____ DATA FOR REVIEW

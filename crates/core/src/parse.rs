//! HTML parsing and selector lookups.
//!
//! This module provides the [`Document`] and [`Element`] types for parsing
//! a fetched page and locating fragments with CSS selectors. Lookups come in
//! two shapes so each call site states whether a fragment is mandatory:
//! failing lookups ([`Element::find_one`], [`Element::find_all`]) and
//! tolerant ones ([`Element::find_first`], [`Element::find_all_or_empty`]).
//!
//! # Example
//!
//! ```rust
//! use idokep_core::parse::Document;
//!
//! let html = r#"
//!     <div class="card"><span class="temp">5°</span></div>
//!     <div class="card"><span class="temp">7°</span></div>
//! "#;
//!
//! let doc = Document::parse(html).unwrap();
//! let cards = doc.find_all(".card").unwrap();
//! assert_eq!(cards.len(), 2);
//! assert_eq!(cards[1].find_one(".temp").unwrap().text(), "7°");
//! assert!(cards[0].find_first(".rain").unwrap().is_none());
//! ```

use scraper::{Html, Selector};

use crate::{Result, WeatherError};

fn compile(selector: &str) -> Result<Selector> {
    Selector::parse(selector).map_err(|e| WeatherError::InvalidSelector(format!("{}: {}", selector, e)))
}

/// Represents a parsed HTML document.
///
/// # Example
///
/// ```rust
/// use idokep_core::parse::Document;
///
/// let html = r#"<div class="current-temperature">14˚C</div>"#;
/// let doc = Document::parse(html).unwrap();
/// assert_eq!(doc.find_one(".current-temperature").unwrap().text(), "14˚C");
/// ```
pub struct Document {
    html: Html,
}

impl Document {
    /// Parses HTML from a string.
    ///
    /// Parsing is lenient: malformed markup yields a best-effort tree, never an error.
    pub fn parse(html: &str) -> Result<Self> {
        let html = Html::parse_document(html);
        Ok(Self { html })
    }

    /// The root `<html>` element, the scope for document-wide lookups.
    pub fn root(&self) -> Element<'_> {
        Element { element: self.html.root_element() }
    }

    /// See [`Element::find_one`].
    pub fn find_one(&self, selector: &str) -> Result<Element<'_>> {
        self.root().find_one(selector)
    }

    /// See [`Element::find_first`].
    pub fn find_first(&self, selector: &str) -> Result<Option<Element<'_>>> {
        self.root().find_first(selector)
    }

    /// See [`Element::find_all`].
    pub fn find_all(&self, selector: &str) -> Result<Vec<Element<'_>>> {
        self.root().find_all(selector)
    }

    /// See [`Element::find_all_or_empty`].
    pub fn find_all_or_empty(&self, selector: &str) -> Result<Vec<Element<'_>>> {
        self.root().find_all_or_empty(selector)
    }
}

/// A fragment of a [`Document`]: one element and its subtree.
///
/// Lookups on an element only search its descendants.
#[derive(Clone, Debug)]
pub struct Element<'a> {
    element: scraper::ElementRef<'a>,
}

impl<'a> Element<'a> {
    /// Gets the text content of this element.
    ///
    /// Returns the concatenation of all text nodes within this element.
    pub fn text(&self) -> String {
        self.element.text().collect()
    }

    /// Gets the value of an attribute.
    ///
    /// Returns `None` if the attribute is not present.
    pub fn attr(&self, name: &str) -> Option<&'a str> {
        self.element.value().attr(name)
    }

    /// All descendants matching `selector`, in document order.
    ///
    /// # Errors
    ///
    /// Returns [`WeatherError::InvalidSelector`] if the selector is invalid.
    pub fn find_all_or_empty(&self, selector: &str) -> Result<Vec<Element<'a>>> {
        let sel = compile(selector)?;
        Ok(self.element.select(&sel).map(|element| Element { element }).collect())
    }

    /// All descendants matching `selector`, failing when there are none.
    ///
    /// # Errors
    ///
    /// Returns [`WeatherError::SelectorNotFound`] on zero matches.
    pub fn find_all(&self, selector: &str) -> Result<Vec<Element<'a>>> {
        let found = self.find_all_or_empty(selector)?;
        if found.is_empty() {
            return Err(WeatherError::SelectorNotFound { selector: selector.to_string() });
        }
        Ok(found)
    }

    /// The first descendant matching `selector`, if any.
    pub fn find_first(&self, selector: &str) -> Result<Option<Element<'a>>> {
        let sel = compile(selector)?;
        Ok(self.element.select(&sel).next().map(|element| Element { element }))
    }

    /// The first descendant matching `selector`.
    ///
    /// # Errors
    ///
    /// Returns [`WeatherError::SelectorNotFound`] on zero matches.
    pub fn find_one(&self, selector: &str) -> Result<Element<'a>> {
        self.find_first(selector)?
            .ok_or_else(|| WeatherError::SelectorNotFound { selector: selector.to_string() })
    }

    /// Finds exactly `count` matches, as when the layout declares a fixed number of fragments.
    pub fn find_exactly(&self, selector: &str, count: usize) -> Result<Vec<Element<'a>>> {
        let found = self.find_all(selector)?;
        if found.len() != count {
            return Err(WeatherError::UnexpectedMatchCount {
                selector: selector.to_string(),
                expected: count,
                found: found.len(),
            });
        }
        Ok(found)
    }
}

#[cfg(test)]
mod tests {
    use super::*;

    const SAMPLE_HTML: &str = r#"
        <!DOCTYPE html>
        <html lang="hu">
        <head>
            <meta charset="UTF-8">
            <title>Test Page</title>
        </head>
        <body>
            <div class="col"><span class="num">14</span><a>3°</a><a>11°</a></div>
            <div class="col"><a>1°</a></div>
            <img class="icon" src="/assets/sun.svg">
        </body>
        </html>
    "#;

    #[test]
    fn test_parse_malformed_document() {
        let doc = Document::parse("<div class=\"col\"><span class=\"num\">14</div>").unwrap();
        assert_eq!(doc.find_one(".col .num").unwrap().text(), "14");
    }

    #[test]
    fn test_find_all_in_document_order() {
        let doc = Document::parse(SAMPLE_HTML).unwrap();
        let links = doc.find_all(".col a").unwrap();

        assert_eq!(links.len(), 3);
        assert_eq!(links[0].text(), "3°");
        assert_eq!(links[2].text(), "1°");
    }

    #[test]
    fn test_find_all_fails_on_zero_matches() {
        let doc = Document::parse(SAMPLE_HTML).unwrap();
        let result = doc.find_all(".missing");

        assert!(matches!(result, Err(WeatherError::SelectorNotFound { .. })));
    }

    #[test]
    fn test_find_all_or_empty_tolerates_zero_matches() {
        let doc = Document::parse(SAMPLE_HTML).unwrap();
        assert!(doc.find_all_or_empty(".missing").unwrap().is_empty());
    }

    #[test]
    fn test_lookups_are_scoped_to_fragment() {
        let doc = Document::parse(SAMPLE_HTML).unwrap();
        let cols = doc.find_all(".col").unwrap();

        assert_eq!(cols[0].find_one(".num").unwrap().text(), "14");
        assert!(cols[1].find_first(".num").unwrap().is_none());
        assert!(matches!(cols[1].find_one(".num"), Err(WeatherError::SelectorNotFound { .. })));
    }

    #[test]
    fn test_find_exactly() {
        let doc = Document::parse(SAMPLE_HTML).unwrap();
        let cols = doc.find_all(".col").unwrap();

        assert_eq!(cols[0].find_exactly("a", 2).unwrap().len(), 2);
        assert!(matches!(
            cols[1].find_exactly("a", 2),
            Err(WeatherError::UnexpectedMatchCount { expected: 2, found: 1, .. })
        ));
    }

    #[test]
    fn test_element_attributes() {
        let doc = Document::parse(SAMPLE_HTML).unwrap();
        let icon = doc.find_one("img.icon").unwrap();

        assert_eq!(icon.attr("src"), Some("/assets/sun.svg"));
        assert_eq!(icon.attr("alt"), None);
    }

    #[test]
    fn test_invalid_selector() {
        let doc = Document::parse(SAMPLE_HTML).unwrap();
        let result = doc.find_first("[[invalid");

        assert!(matches!(result, Err(WeatherError::InvalidSelector(_))));
    }
}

________

_WORK ITEM_
Transcribe the entries exactly.

_EXPECTED ANSWER_
filename crates/core/src/parse.rs
//! HTML parsing and selector lookups.
//!
//! This module provides the [`Document`] and [`Element`] types for parsing
//! a fetched page and locating fragments with CSS selectors. Lookups come in
//! two shapes so each call site states whether a fragment is mandatory:
//! failing lookups ([`Element::find_one`], [`Element::find_all`]) and
//! tolerant ones ([`Element::find_first`], [`Element::find_all_or_empty`]).
//!
//! # Example
//!
//! ```rust
//! use idokep_core::parse::Document;
//!
//! let html = r#"
//!     <div class="card"><span class="temp">5°</span></div>
//!     <div class="card"><span class="temp">7°</span></div>
//! "#;
//!
//! let doc = Document::parse(html).unwrap();
//! let cards = doc.find_all(".card").unwrap();
//! assert_eq!(cards.len(), 2);
//! assert_eq!(cards[1].find_one(".temp").unwrap().text(), "7°");
//! assert!(cards[0].find_first(".rain").unwrap().is_none());
//! ```

use scraper::{Html, Selector};

use crate::{Result, WeatherError};

fn compile(selector: &str) -> Result<Selector> {
    Selector::parse(selector).map_err(|e| WeatherError::InvalidSelector(format!("{}: {}", selector, e)))
}

/// Represents a parsed HTML document.
///
/// # Example
///
/// ```rust
/// use idokep_core::parse::Document;
///
/// let html = r#"<div class="current-temperature">14˚C</div>"#;
/// let doc = Document::parse(html).unwrap();
/// assert_eq!(doc.find_one(".current-temperature").unwrap().text(), "14˚C");
/// ```
pub struct Document {
    html: Html,
}

impl Document {
    /// Parses HTML from a string.
    ///
    /// Parsing is lenient: malformed markup yields a best-effort tree, never an error.
    pub fn parse(html: &str) -> Result<Self> {
        let html = Html::parse_document(html);
        Ok(Self { html })
    }

    /// The root `<html>` element, the scope for document-wide lookups.
    pub fn root(&self) -> Element<'_> {
        Element { element: self.html.root_element() }
    }

    /// See [`Element::find_one`].
    pub fn find_one(&self, selector: &str) -> Result<Element<'_>> {
        self.root().find_one(selector)
    }

    /// See [`Element::find_first`].
    pub fn find_first(&self, selector: &str) -> Result<Option<Element<'_>>> {
        self.root().find_first(selector)
    }

    /// See [`Element::find_all`].
    pub fn find_all(&self, selector: &str) -> Result<Vec<Element<'_>>> {
        self.root().find_all(selector)
    }

    /// See [`Element::find_all_or_empty`].
    pub fn find_all_or_empty(&self, selector: &str) -> Result<Vec<Element<'_>>> {
        self.root().find_all_or_empty(selector)
    }
}

/// A fragment of a [`Document`]: one element and its subtree.
///
/// Lookups on an element only search its descendants.
#[derive(Clone, Debug)]
pub struct Element<'a> {
    element: scraper::ElementRef<'a>,
}

impl<'a> Element<'a> {
    /// Gets the text content of this element.
    ///
    /// Returns the concatenation of all text nodes within this element.
    pub fn text(&self) -> String {
        self.element.text().collect()
    }

    /// Gets the value of an attribute.
    ///
    /// Returns `None` if the attribute is not present.
    pub fn attr(&self, name: &str) -> Option<&'a str> {
        self.element.value().attr(name)
    }

    /// All descendants matching `selector`, in document order.
    ///
    /// # Errors
    ///
    /// Returns [`WeatherError::InvalidSelector`] if the selector is invalid.
    pub fn find_all_or_empty(&self, selector: &str) -> Result<Vec<Element<'a>>> {
        let sel = compile(selector)?;
        Ok(self.element.select(&sel).map(|element| Element { element }).collect())
    }

    /// All descendants matching `selector`, failing when there are none.
    ///
    /// # Errors
    ///
    /// Returns [`WeatherError::SelectorNotFound`] on zero matches.
    pub fn find_all(&self, selector: &str) -> Result<Vec<Element<'a>>> {
        let found = self.find_all_or_empty(selector)?;
        if found.is_empty() {
            return Err(WeatherError::SelectorNotFound { selector: selector.to_string() });
        }
        Ok(found)
    }

    /// The first descendant matching `selector`, if any.
    pub fn find_first(&self, selector: &str) -> Result<Option<Element<'a>>> {
        let sel = compile(selector)?;
        Ok(self.element.select(&sel).next().map(|element| Element { element }))
    }

    /// The first descendant matching `selector`.
    ///
    /// # Errors
    ///
    /// Returns [`WeatherError::SelectorNotFound`] on zero matches.
    pub fn find_one(&self, selector: &str) -> Result<Element<'a>> {
        self.find_first(selector)?
            .ok_or_else(|| WeatherError::SelectorNotFound { selector: selector.to_string() })
    }

    /// Finds exactly `count` matches, as when the layout declares a fixed number of fragments.
    pub fn find_exactly(&self, selector: &str, count: usize) -> Result<Vec<Element<'a>>> {
        let found = self.find_all(selector)?;
        if found.len() != count {
            return Err(WeatherError::UnexpectedMatchCount {
                selector: selector.to_string(),
                expected: count,
                found: found.len(),
            });
        }
        Ok(found)
    }
}

#[cfg(test)]
mod tests {
    use super::*;

    const SAMPLE_HTML: &str = r#"
        <!DOCTYPE html>
        <html lang="hu">
        <head>
            <meta charset="UTF-8">
            <title>Test Page</title>
        </head>
        <body>
            <div class="col"><span class="num">14</span><a>3°</a><a>11°</a></div>
            <div class="col"><a>1°</a></div>
            <img class="icon" src="/assets/sun.svg">
        </body>
        </html>
    "#;

    #[test]
    fn test_parse_malformed_document() {
        let doc = Document::parse("<div class=\"col\"><span class=\"num\">14</div>").unwrap();
        assert_eq!(doc.find_one(".col .num").unwrap().text(), "14");
    }

    #[test]
    fn test_find_all_in_document_order() {
        let doc = Document::parse(SAMPLE_HTML).unwrap();
        let links = doc.find_all(".col a").unwrap();

        assert_eq!(links.len(), 3);
        assert_eq!(links[0].text(), "3°");
        assert_eq!(links[2].text(), "1°");
    }

    #[test]
    fn test_find_all_fails_on_zero_matches() {
        let doc = Document::parse(SAMPLE_HTML).unwrap();
        let result = doc.find_all(".missing");

        assert!(matches!(result, Err(WeatherError::SelectorNotFound { .. })));
    }

    #[test]
    fn test_find_all_or_empty_tolerates_zero_matches() {
        let doc = Document::parse(SAMPLE_HTML).unwrap();
        assert!(doc.find_all_or_empty(".missing").unwrap().is_empty());
    }

    #[test]
    fn test_lookups_are_scoped_to_fragment() {
        let doc = Document::parse(SAMPLE_HTML).unwrap();
        let cols = doc.find_all(".col").unwrap();

        assert_eq!(cols[0].find_one(".num").unwrap().text(), "14");
        assert!(cols[1].find_first(".num").unwrap().is_none());
        assert!(matches!(cols[1].find_one(".num"), Err(WeatherError::SelectorNotFound { .. })));
    }

    #[test]
    fn test_find_exactly() {
        let doc = Document::parse(SAMPLE_HTML).unwrap();
        let cols = doc.find_all(".col").unwrap();

        assert_eq!(cols[0].find_exactly("a", 2).unwrap().len(), 2);
        assert!(matches!(
            cols[1].find_exactly("a", 2),
            Err(WeatherError::UnexpectedMatchCount { expected: 2, found: 1, .. })
        ));
    }

    #[test]
    fn test_element_attributes() {
        let doc = Document::parse(SAMPLE_HTML).unwrap();
        let icon = doc.find_one("img.icon").unwrap();

        assert_eq!(icon.attr("src"), Some("/assets/sun.svg"));
        assert_eq!(icon.attr("alt"), None);
    }

    #[test]
    fn test_invalid_selector() {
        let doc = Document::parse(SAMPLE_HTML).unwrap();
        let result = doc.find_first("[[invalid");

        assert!(matches!(result, Err(WeatherError::InvalidSelector(_))));
    }
}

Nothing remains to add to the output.